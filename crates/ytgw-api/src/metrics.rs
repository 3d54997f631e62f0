//! Prometheus metrics for the API server.

use std::time::{Duration, Instant};

use axum::body::Body;
use axum::extract::MatchedPath;
use axum::http::{Request, Response};
use axum::middleware::Next;
use metrics::{counter, gauge, histogram};
use metrics_exporter_prometheus::{BuildError, PrometheusBuilder, PrometheusHandle};
use ytgw_extractor::ExtractorResult;

/// Install the Prometheus recorder.
/// Returns a handle that can be used to render metrics.
pub fn init_metrics() -> Result<PrometheusHandle, BuildError> {
    PrometheusBuilder::new().install_recorder()
}

/// Metric names as constants for consistency.
pub mod names {
    // HTTP metrics
    pub const HTTP_REQUESTS_TOTAL: &str = "ytgw_http_requests_total";
    pub const HTTP_REQUEST_DURATION_SECONDS: &str = "ytgw_http_request_duration_seconds";
    pub const HTTP_REQUESTS_IN_FLIGHT: &str = "ytgw_http_requests_in_flight";

    // Extractor metrics
    pub const EXTRACTOR_CALLS_TOTAL: &str = "ytgw_extractor_calls_total";
    pub const EXTRACTOR_DURATION_SECONDS: &str = "ytgw_extractor_duration_seconds";
}

/// Route label for requests that matched no route.
const UNMATCHED_ROUTE: &str = "unmatched";

/// Record an HTTP request.
pub fn record_http_request(method: &str, route: &str, status: u16, duration_secs: f64) {
    let labels = [
        ("method", method.to_string()),
        ("path", route.to_string()),
        ("status", status.to_string()),
    ];

    counter!(names::HTTP_REQUESTS_TOTAL, &labels).increment(1);
    histogram!(names::HTTP_REQUEST_DURATION_SECONDS, &labels).record(duration_secs);
}

/// Record one extractor invocation and its outcome.
pub fn record_extractor_call<T>(operation: &'static str, result: &ExtractorResult<T>, duration: Duration) {
    let outcome = match result {
        Ok(_) => "ok",
        Err(e) => e.kind(),
    };
    let labels = [("operation", operation), ("outcome", outcome)];

    counter!(names::EXTRACTOR_CALLS_TOTAL, &labels).increment(1);
    histogram!(names::EXTRACTOR_DURATION_SECONDS, "operation" => operation)
        .record(duration.as_secs_f64());
}

/// Metrics middleware for HTTP requests.
///
/// Labels by the matched route template so arbitrary paths cannot blow up
/// label cardinality.
pub async fn metrics_middleware(request: Request<Body>, next: Next) -> Response<Body> {
    let method = request.method().to_string();
    let route = request
        .extensions()
        .get::<MatchedPath>()
        .map(|path| path.as_str().to_string())
        .unwrap_or_else(|| UNMATCHED_ROUTE.to_string());
    let start = Instant::now();

    gauge!(names::HTTP_REQUESTS_IN_FLIGHT).increment(1.0);

    let response = next.run(request).await;

    gauge!(names::HTTP_REQUESTS_IN_FLIGHT).decrement(1.0);

    record_http_request(&method, &route, response.status().as_u16(), start.elapsed().as_secs_f64());

    response
}
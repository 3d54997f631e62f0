//! Application state.

use std::sync::Arc;

use ytgw_extractor::{VideoExtractor, YtDlp};

use crate::config::ApiConfig;

/// Shared application state.
///
/// Holds no per-request data; the extractor is stateless apart from its
/// optional concurrency limiter.
#[derive(Clone)]
pub struct AppState {
    pub config: ApiConfig,
    pub extractor: Arc<dyn VideoExtractor>,
}

impl AppState {
    /// Create state backed by yt-dlp as configured.
    pub async fn new(config: ApiConfig) -> Self {
        let extractor = YtDlp::from_config(config.extractor.clone()).await;
        Self::with_extractor(config, Arc::new(extractor))
    }

    /// Create state around any extractor implementation.
    pub fn with_extractor(config: ApiConfig, extractor: Arc<dyn VideoExtractor>) -> Self {
        Self { config, extractor }
    }
}
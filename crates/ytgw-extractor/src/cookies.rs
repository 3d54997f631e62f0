//! Cookies file handling for authenticated extraction.
//!
//! yt-dlp rewrites the cookies file after each run, so a file mounted
//! read-only is copied once to a writable location at startup.

use std::path::{Path, PathBuf};

use tracing::{debug, info, warn};

/// Minimum size for a usable Netscape cookies file (bytes).
const MIN_COOKIES_FILE_SIZE: u64 = 50;

/// File name of the writable copy inside the temp directory.
const WRITABLE_COOKIES_NAME: &str = "ytgw-cookies.txt";

/// Check that `content` looks like a Netscape cookies file.
///
/// Accepts either the standard header comment or at least one
/// tab-separated entry with six or more fields. Netscape entries have seven;
/// some exporters drop the trailing empty value.
pub fn is_valid_netscape_cookies(content: &str) -> bool {
    if content.starts_with("# Netscape HTTP Cookie File")
        || content.starts_with("# HTTP Cookie File")
    {
        return true;
    }

    content
        .lines()
        .map(str::trim)
        .filter(|line| !line.is_empty() && !line.starts_with('#'))
        .any(|line| line.split('\t').count() >= 6)
}

/// Validate `source` and copy it to a writable location.
///
/// Returns `None` (and the extractor runs without cookies) when the file is
/// missing, too small, not in Netscape format, or cannot be copied.
pub async fn validated_cookies_path(source: &Path) -> Option<PathBuf> {
    let metadata = match tokio::fs::metadata(source).await {
        Ok(metadata) => metadata,
        Err(e) => {
            warn!(path = %source.display(), "Cookies file unavailable: {}", e);
            return None;
        }
    };

    if metadata.len() < MIN_COOKIES_FILE_SIZE {
        warn!(
            path = %source.display(),
            size = metadata.len(),
            "Cookies file is too small, ignoring"
        );
        return None;
    }

    let content = match tokio::fs::read_to_string(source).await {
        Ok(content) => content,
        Err(e) => {
            warn!(path = %source.display(), "Failed to read cookies file: {}", e);
            return None;
        }
    };

    if !is_valid_netscape_cookies(&content) {
        warn!(path = %source.display(), "Cookies file is not in Netscape format, ignoring");
        return None;
    }

    let target = std::env::temp_dir().join(WRITABLE_COOKIES_NAME);
    if let Err(e) = tokio::fs::write(&target, content).await {
        warn!(path = %target.display(), "Failed to copy cookies file: {}", e);
        return None;
    }

    debug!(source = %source.display(), target = %target.display(), "Copied cookies file");
    info!("Using cookies file for extractor authentication");
    Some(target)
}
//! Error types for extractor invocations.

use thiserror::Error;

/// Result type for extractor operations.
pub type ExtractorResult<T> = Result<T, ExtractorError>;

/// Errors that can occur while running the extractor.
#[derive(Debug, Error)]
pub enum ExtractorError {
    #[error("{0} not found in PATH")]
    BinaryNotFound(String),

    #[error("Failed to run {program}: {source}")]
    Spawn {
        program: String,
        #[source]
        source: std::io::Error,
    },

    #[error("{program} failed ({status}): {message}")]
    Failed {
        program: String,
        status: String,
        message: String,
    },

    #[error("Invalid JSON from extractor: {0}")]
    MalformedOutput(#[from] serde_json::Error),

    #[error("Extractor timed out after {0} seconds")]
    Timeout(u64),

    #[error("{0}")]
    Other(String),
}

impl ExtractorError {
    /// Create an error carrying only a message.
    pub fn other(message: impl Into<String>) -> Self {
        Self::Other(message.into())
    }

    /// Create a non-zero exit error from the process status and stderr.
    ///
    /// Only the last non-empty stderr line is kept; yt-dlp puts its
    /// `ERROR:` summary there.
    pub fn failed(program: impl Into<String>, status: impl ToString, stderr: &str) -> Self {
        let message = stderr
            .lines()
            .rev()
            .map(str::trim)
            .find(|line| !line.is_empty())
            .unwrap_or("Unknown error")
            .to_string();
        Self::Failed {
            program: program.into(),
            status: status.to_string(),
            message,
        }
    }

    /// Short label used for metrics and logs.
    pub fn kind(&self) -> &'static str {
        match self {
            ExtractorError::BinaryNotFound(_) => "not_found",
            ExtractorError::Spawn { .. } => "spawn",
            ExtractorError::Failed { .. } => "failed",
            ExtractorError::MalformedOutput(_) => "malformed_output",
            ExtractorError::Timeout(_) => "timeout",
            ExtractorError::Other(_) => "other",
        }
    }
}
==================================================
### Brief
Your answer should reproduce each line of the listing that holds the word "format".

### Problem solution
/// missing, too small, not in Netscape format, or cannot be copied.
        warn!(path = %source.display(), "Cookies file is not in Netscape format, ignoring");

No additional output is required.